TASK DESCRIPTION: Find the word "region" in the listing, and copy out each line where it turns up.

SUPPLIED INFORMATION:

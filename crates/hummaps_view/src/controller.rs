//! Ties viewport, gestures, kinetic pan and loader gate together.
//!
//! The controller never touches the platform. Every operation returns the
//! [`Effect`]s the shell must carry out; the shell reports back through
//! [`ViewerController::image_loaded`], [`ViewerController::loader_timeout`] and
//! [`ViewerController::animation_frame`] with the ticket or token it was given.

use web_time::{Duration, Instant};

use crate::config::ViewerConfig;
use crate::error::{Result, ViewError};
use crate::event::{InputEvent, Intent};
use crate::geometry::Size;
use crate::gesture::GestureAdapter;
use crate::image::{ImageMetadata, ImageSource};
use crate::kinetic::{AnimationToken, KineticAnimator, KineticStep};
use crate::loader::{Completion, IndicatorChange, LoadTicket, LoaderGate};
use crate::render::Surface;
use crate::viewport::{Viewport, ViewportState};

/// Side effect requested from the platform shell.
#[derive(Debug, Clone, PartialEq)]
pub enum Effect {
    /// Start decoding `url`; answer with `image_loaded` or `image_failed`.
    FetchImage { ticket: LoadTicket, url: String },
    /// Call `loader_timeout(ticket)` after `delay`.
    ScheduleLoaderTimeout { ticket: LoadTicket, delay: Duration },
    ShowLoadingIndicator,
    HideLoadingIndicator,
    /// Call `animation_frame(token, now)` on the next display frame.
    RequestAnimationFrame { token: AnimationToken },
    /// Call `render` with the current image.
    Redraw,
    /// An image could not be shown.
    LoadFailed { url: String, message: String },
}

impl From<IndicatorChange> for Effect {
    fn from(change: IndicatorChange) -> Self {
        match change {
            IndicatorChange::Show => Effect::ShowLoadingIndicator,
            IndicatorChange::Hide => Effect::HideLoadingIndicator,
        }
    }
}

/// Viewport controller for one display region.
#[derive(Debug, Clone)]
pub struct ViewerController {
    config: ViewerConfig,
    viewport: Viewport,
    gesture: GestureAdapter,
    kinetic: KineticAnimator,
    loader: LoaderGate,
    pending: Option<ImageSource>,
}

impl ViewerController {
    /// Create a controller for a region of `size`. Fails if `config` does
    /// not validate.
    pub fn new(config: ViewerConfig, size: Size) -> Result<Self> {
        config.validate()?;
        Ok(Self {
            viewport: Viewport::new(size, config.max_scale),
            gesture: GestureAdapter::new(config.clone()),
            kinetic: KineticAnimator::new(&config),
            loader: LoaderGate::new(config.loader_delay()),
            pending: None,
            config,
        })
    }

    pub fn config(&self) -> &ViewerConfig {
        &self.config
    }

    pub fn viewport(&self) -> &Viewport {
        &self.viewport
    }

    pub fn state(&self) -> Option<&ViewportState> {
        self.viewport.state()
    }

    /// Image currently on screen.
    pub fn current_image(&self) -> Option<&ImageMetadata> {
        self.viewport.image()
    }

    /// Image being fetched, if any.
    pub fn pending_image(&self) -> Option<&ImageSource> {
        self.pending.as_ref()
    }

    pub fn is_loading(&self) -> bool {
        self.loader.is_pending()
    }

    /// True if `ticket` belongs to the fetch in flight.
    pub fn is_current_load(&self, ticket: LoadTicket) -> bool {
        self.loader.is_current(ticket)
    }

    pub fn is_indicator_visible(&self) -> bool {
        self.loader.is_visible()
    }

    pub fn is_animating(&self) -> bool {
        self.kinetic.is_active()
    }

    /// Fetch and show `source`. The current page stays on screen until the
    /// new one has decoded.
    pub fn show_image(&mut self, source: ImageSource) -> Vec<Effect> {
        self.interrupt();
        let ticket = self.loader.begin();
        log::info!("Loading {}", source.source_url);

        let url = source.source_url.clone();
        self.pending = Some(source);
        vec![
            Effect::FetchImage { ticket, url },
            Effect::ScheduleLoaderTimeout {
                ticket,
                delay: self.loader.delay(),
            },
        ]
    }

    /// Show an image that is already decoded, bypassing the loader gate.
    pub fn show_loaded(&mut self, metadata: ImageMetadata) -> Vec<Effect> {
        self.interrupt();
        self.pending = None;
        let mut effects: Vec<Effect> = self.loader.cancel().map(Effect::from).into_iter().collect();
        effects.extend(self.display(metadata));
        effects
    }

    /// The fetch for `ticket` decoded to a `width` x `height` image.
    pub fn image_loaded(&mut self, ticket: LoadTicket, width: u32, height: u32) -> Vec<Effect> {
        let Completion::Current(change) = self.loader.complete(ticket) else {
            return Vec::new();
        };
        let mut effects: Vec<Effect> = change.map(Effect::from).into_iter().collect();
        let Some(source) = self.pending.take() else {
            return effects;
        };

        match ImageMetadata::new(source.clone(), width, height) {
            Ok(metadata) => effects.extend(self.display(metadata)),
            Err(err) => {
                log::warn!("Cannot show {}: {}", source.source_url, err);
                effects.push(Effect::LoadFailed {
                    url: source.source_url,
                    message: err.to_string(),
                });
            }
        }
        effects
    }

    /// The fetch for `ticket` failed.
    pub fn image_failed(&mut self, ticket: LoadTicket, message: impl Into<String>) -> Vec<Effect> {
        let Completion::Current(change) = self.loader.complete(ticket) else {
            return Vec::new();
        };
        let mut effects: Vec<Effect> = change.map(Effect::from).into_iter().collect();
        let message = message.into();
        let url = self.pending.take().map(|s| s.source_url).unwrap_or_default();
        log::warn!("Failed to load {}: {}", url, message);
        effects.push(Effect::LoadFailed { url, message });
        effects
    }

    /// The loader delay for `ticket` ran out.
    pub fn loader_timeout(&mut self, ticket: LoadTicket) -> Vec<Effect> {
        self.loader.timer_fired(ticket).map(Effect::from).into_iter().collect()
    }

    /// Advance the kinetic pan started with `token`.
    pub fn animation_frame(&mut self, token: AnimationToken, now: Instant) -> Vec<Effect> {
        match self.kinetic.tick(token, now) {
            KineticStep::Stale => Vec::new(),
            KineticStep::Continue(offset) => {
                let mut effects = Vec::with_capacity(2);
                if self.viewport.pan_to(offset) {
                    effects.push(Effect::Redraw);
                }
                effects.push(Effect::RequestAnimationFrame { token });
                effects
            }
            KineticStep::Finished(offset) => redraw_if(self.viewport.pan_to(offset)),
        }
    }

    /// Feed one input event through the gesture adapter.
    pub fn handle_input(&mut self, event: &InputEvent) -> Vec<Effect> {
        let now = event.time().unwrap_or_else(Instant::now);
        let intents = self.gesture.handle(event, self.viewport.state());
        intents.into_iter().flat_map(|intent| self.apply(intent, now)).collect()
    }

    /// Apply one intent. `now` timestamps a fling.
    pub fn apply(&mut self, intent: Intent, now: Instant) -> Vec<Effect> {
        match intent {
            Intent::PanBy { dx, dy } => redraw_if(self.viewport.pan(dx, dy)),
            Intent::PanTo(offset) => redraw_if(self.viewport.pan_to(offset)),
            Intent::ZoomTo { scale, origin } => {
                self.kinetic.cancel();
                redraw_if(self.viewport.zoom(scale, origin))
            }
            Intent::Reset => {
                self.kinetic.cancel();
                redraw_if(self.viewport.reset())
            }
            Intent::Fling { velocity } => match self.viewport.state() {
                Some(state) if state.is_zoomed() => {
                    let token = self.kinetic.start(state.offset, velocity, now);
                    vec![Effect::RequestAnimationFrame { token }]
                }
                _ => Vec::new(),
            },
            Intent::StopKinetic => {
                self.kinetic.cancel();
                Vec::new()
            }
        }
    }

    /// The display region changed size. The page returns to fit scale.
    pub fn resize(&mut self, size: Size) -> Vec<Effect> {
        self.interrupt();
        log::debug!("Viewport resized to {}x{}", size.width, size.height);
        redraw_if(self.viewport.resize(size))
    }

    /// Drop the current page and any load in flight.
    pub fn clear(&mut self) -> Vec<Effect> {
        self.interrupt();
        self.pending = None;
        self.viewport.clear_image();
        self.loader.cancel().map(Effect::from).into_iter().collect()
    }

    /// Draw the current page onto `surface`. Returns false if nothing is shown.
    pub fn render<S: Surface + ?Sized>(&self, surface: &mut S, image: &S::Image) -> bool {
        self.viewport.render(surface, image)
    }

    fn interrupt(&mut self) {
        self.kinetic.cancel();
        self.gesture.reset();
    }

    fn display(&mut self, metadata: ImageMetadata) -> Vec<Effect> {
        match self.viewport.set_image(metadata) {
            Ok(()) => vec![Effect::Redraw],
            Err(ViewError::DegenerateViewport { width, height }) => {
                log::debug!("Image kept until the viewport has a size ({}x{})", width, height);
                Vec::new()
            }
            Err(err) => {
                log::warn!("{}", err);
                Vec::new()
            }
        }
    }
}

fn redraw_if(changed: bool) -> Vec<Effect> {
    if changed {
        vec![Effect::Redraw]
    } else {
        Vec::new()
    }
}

YOUR RESPONSE:
/// Viewport controller for one display region.
    /// Create a controller for a region of `size`. Fails if `config` does
    /// The display region changed size. The page returns to fit scale.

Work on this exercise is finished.